Depressingly I realised that not only were things like crisp bags and biscuit wrappers all plastic lined there also seem to be no alternatives, even the premium brands use plastic. While we are cutting down on things like crisps for health reasons I fear we cannot eliminate that source of plastic from our weekly shop, the children would never forgive me.

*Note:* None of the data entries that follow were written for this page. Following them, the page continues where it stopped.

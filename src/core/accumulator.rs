//! Multi-line statement accumulation.
//!
//! UI calls are often wrapped across lines:
//!
//! ```lua
//! LrDialogs.message(
//!     "Delete this album?", "Are you sure?")
//! ```
//!
//! The accumulator is a two-state machine (`Idle`, `Accumulating`) that joins
//! such lines into one [`Statement`] while keeping every physical line number,
//! so literals found in the joined text can be attributed to the line they
//! were written on.

use crate::utils::{ends_with_concat, paren_delta};

/// One physical source line.
#[derive(Debug, Clone, PartialEq, Eq)]
pub struct PhysicalLine {
    pub line_num: usize,
    pub raw: String,
}

/// A complete logical statement ready for extraction.
#[derive(Debug, Clone, PartialEq, Eq)]
pub struct Statement {
    pub pattern_name: &'static str,
    pub lines: Vec<PhysicalLine>,
}

impl Statement {
    /// A statement made of a single line.
    pub fn single(pattern_name: &'static str, line_num: usize, raw: &str) -> Self {
        Self {
            pattern_name,
            lines: vec![PhysicalLine {
                line_num,
                raw: raw.to_string(),
            }],
        }
    }

    pub fn is_multiline(&self) -> bool {
        self.lines.len() > 1
    }

    /// Trimmed lines joined with a single space.
    pub fn combined_text(&self) -> String {
        self.lines
            .iter()
            .map(|l| l.raw.trim())
            .collect::<Vec<_>>()
            .join(" ")
    }

    /// Physical line holding `literal`.
    ///
    /// Looks for the quoted literal first, then for the bare text, and falls
    /// back to the first line of the statement.
    pub fn locate(&self, literal: &str) -> &PhysicalLine {
        let quoted = format!("\"{}\"", literal);
        self.lines
            .iter()
            .find(|l| l.raw.contains(&quoted))
            .or_else(|| self.lines.iter().find(|l| l.raw.contains(literal)))
            .unwrap_or(&self.lines[0])
    }
}

/// In-progress statement state.
#[derive(Debug, Clone)]
pub struct MultiLineContext {
    pattern_name: &'static str,
    lines: Vec<PhysicalLine>,
    paren_balance: i32,
    trailing_concat: bool,
}

impl MultiLineContext {
    fn push(&mut self, line_num: usize, raw: &str) {
        self.paren_balance += paren_delta(raw);
        self.trailing_concat = ends_with_concat(raw);
        self.lines.push(PhysicalLine {
            line_num,
            raw: raw.to_string(),
        });
    }

    fn is_complete(&self) -> bool {
        self.paren_balance <= 0 && !self.trailing_concat
    }

    fn into_statement(self) -> Statement {
        Statement {
            pattern_name: self.pattern_name,
            lines: self.lines,
        }
    }
}

#[derive(Debug, Clone, Default)]
enum State {
    #[default]
    Idle,
    Accumulating(MultiLineContext),
}

#[derive(Debug, Clone, Default)]
pub struct Accumulator {
    state: State,
}

impl Accumulator {
    pub fn new() -> Self {
        Self::default()
    }

    /// True if a line leaves a statement open: more `(` than `)`, or a
    /// trailing `..`.
    pub fn opens_statement(line: &str) -> bool {
        paren_delta(line) > 0 || ends_with_concat(line)
    }

    pub fn is_accumulating(&self) -> bool {
        matches!(self.state, State::Accumulating(_))
    }

    /// `Idle -> Accumulating`, seeded with the triggering line.
    ///
    /// Only called while idle; callers feed continuation lines to an open
    /// statement instead.
    pub fn begin(&mut self, pattern_name: &'static str, line_num: usize, raw: &str) {
        debug_assert!(!self.is_accumulating());
        let mut ctx = MultiLineContext {
            pattern_name,
            lines: Vec::new(),
            paren_balance: 0,
            trailing_concat: false,
        };
        ctx.push(line_num, raw);
        self.state = State::Accumulating(ctx);
    }

    /// Add a continuation line. Returns the statement once it is complete
    /// (`Accumulating -> Idle`). Does nothing while idle.
    pub fn feed(&mut self, line_num: usize, raw: &str) -> Option<Statement> {
        let State::Accumulating(ctx) = &mut self.state else {
            return None;
        };
        ctx.push(line_num, raw);
        if ctx.is_complete() {
            self.take()
        } else {
            None
        }
    }

    /// Forced closure at end of file.
    pub fn finish(&mut self) -> Option<Statement> {
        self.take()
    }

    fn take(&mut self) -> Option<Statement> {
        match std::mem::take(&mut self.state) {
            State::Accumulating(ctx) => Some(ctx.into_statement()),
            State::Idle => None,
        }
    }
}
//! Advisory rewrite expressions.
//!
//! A literal is rewritten as a `LOC` call carrying the base text as its
//! default value, with spaces and suffixes kept outside the call:
//!
//! | literal              | replacement                                    |
//! |----------------------|------------------------------------------------|
//! | `"My Text"`          | `LOC "$$$/K=My Text"`                          |
//! | `"My Text "`         | `LOC "$$$/K=My Text" .. " "`                   |
//! | `"My Text - "`       | `LOC "$$$/K=My Text" .. " - "`                 |
//! | `"  My Text - "`     | `"  " .. LOC "$$$/K=My Text" .. " - "`         |

use crate::core::data::ExtractedString;

/// Build the `LOC` expression for a literal.
pub fn loc_expression(
    key: &str,
    base_text: &str,
    leading_spaces: usize,
    trailing_spaces: usize,
    suffix: &str,
) -> String {
    let mut expr = String::new();
    if leading_spaces > 0 {
        expr.push_str(&format!("\"{}\" .. ", " ".repeat(leading_spaces)));
    }
    expr.push_str(&format!("LOC \"{}={}\"", key, base_text));
    if !suffix.is_empty() {
        expr.push_str(&format!(" .. \"{}\"", suffix));
    } else if trailing_spaces > 0 {
        expr.push_str(&format!(" .. \"{}\"", " ".repeat(trailing_spaces)));
    }
    expr
}

/// `LOC` expression for an extracted entry.
pub fn entry_expression(entry: &ExtractedString) -> String {
    loc_expression(
        &entry.suggested_key,
        &entry.base_text,
        entry.leading_spaces,
        entry.trailing_spaces,
        &entry.suffix,
    )
}

/// Apply every entry's replacement to `line`.
///
/// Entries are applied right to left (by the position of their quoted text)
/// and each one replaces the last remaining occurrence, so earlier offsets
/// stay valid.
pub fn replaced_line(line: &str, entries: &[&ExtractedString]) -> String {
    let mut ordered: Vec<&ExtractedString> = entries.to_vec();
    ordered.sort_by_key(|e| {
        std::cmp::Reverse(line.find(&format!("\"{}\"", e.original_text)).map_or(-1, |p| p as i64))
    });

    let mut result = line.to_string();
    for entry in ordered {
        let needle = format!("\"{}\"", entry.original_text);
        if let Some(pos) = result.rfind(&needle) {
            result.replace_range(pos..pos + needle.len(), &entry_expression(entry));
        }
    }
    result
}
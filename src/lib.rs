//! lrloc - localizable string extractor for Lightroom Classic plugins
//!
//! lrloc is a CLI tool and library that scans a plugin's Lua sources for
//! hard-coded, user-visible strings and proposes `LOC "$$$/..."` keys for
//! them. It writes a key file, a replacement map, a spacing/suffix
//! side-table and a human-readable report; source files are never modified.
//!
//! ## Module Structure
//!
//! - `cli`: Command-line interface layer
//! - `config`: Configuration file loading and parsing
//! - `core`: Extraction pipeline (classifier, spacing analysis, key
//!   generation, statement accumulation, engine)
//! - `output`: Emitters for the generated artefacts
//! - `utils`: Shared Lua source helpers

pub mod cli;
pub mod config;
pub mod core;
pub mod output;
pub mod utils;
use std::path::PathBuf;

use super::super::exit_status::ExitStatus;
use crate::core::{ExtractionStats, FileWarning};
use crate::output::GeneratedFile;

#[derive(Debug, Clone, Copy, PartialEq, Eq)]
pub enum CommandKind {
    Extract,
    Init,
}

#[derive(Debug)]
pub enum CommandSummary {
    Extract(ExtractSummary),
    /// The default configuration file was written.
    Init,
}

#[derive(Debug)]
pub struct ExtractSummary {
    pub plugin_path: PathBuf,
    pub output_dir: PathBuf,
    /// True if settings came from a config file, false if defaults were used.
    pub config_from_file: bool,
    pub prefix: String,
    pub lang: String,
    pub stats: ExtractionStats,
    pub existing_loc_count: usize,
    pub files: Vec<GeneratedFile>,
}

/// Result of running an lrloc command
#[derive(Debug)]
pub struct CommandResult {
    pub kind: CommandKind,
    pub summary: CommandSummary,
    /// Source files or directory entries that could not be processed.
    pub warnings: Vec<FileWarning>,
}

impl CommandResult {
    /// Exit status for a command that ran to completion.
    pub fn exit_status(&self) -> ExitStatus {
        if self.warnings.is_empty() {
            ExitStatus::Success
        } else {
            ExitStatus::Failure
        }
    }
}
use std::process::ExitCode;

/// Exit status for CLI commands.
///
/// - `Success` (0): Command completed, every source file was processed
/// - `Failure` (1): Command completed but some source files were skipped
/// - `Error` (2): Command failed (missing plugin directory, config error, I/O error)
#[derive(Copy, Clone, Debug, PartialEq, Eq)]
pub enum ExitStatus {
    /// Command completed, every source file was processed.
    Success,
    /// Command completed but some source files could not be read.
    Failure,
    /// Command failed.
    Error,
}

impl From<ExitStatus> for ExitCode {
    fn from(status: ExitStatus) -> Self {
        match status {
            ExitStatus::Success => ExitCode::from(0),
            ExitStatus::Failure => ExitCode::from(1),
            ExitStatus::Error => ExitCode::from(2),
        }
    }
}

Is buying things in glass or cans better than plastic? I decided to try and find out but my on-line research was inconclusive. Glass and tin is more easily re-used and more widely recycled but is more expensive to produce and, because it is heavier, increases the fuel needed to transport it. But, I rationalise probably does less damage if it ends up in seas and rivers. I therefore look for glass or tin alternatives where possible, things like cooking oil, jam etc but more and more of those products traditionally sold in glass bottles and jars now are only available in plastic.
My grandsons school has organised a plastic litter pick. We set off to the local playing field and playground with two carrier bags which were full to overflowing within minutes with drinks bottles and crisp packets. I meant to go back with bigger bags but never managed to, but I do now always try and carry a spare bag when walking and pick up what I can. The main culprits round us seem to be teenagers, one tells me they would be laughed at if they were seen putting their litter in a bin rather than tossing the empty bottle into a tree. Somehow it needs to be made something to be admired amongst that age group.
We went away for half term and all my good habits went to pot. Nearly all drinks and food in airports and on budget flights are now served in single use plastic.
The Chepstow Sunday Market however got me back on track. Lovely produce available, most with no plastic packaging. The Upcycle people were there so I got our laundry liquid, fabric conditioner and washing up liquid refills. Also discovered that the Tell Me Wine shop in Rifleman’s Walk has a refill system for oil and vinegar and best of all wine!
And… stop press… Tesco have now increased the amount of loose fruit they sell to include four different types of apples and some pears. Hope they keep up the good work.
So nearly six months on what have we achieved?
A reduction of single use plastic in:
Laundry liquid, laundry conditioner, washing up liquid, soap, shower gel, toiletries with micro beads, soft drinks. And wine!
Failed to reduce single use plastic in:
Milk, soft fruit, most veg. In fact most supermarket food.
Wimped out on:
Not buying crisps (the children would leave home)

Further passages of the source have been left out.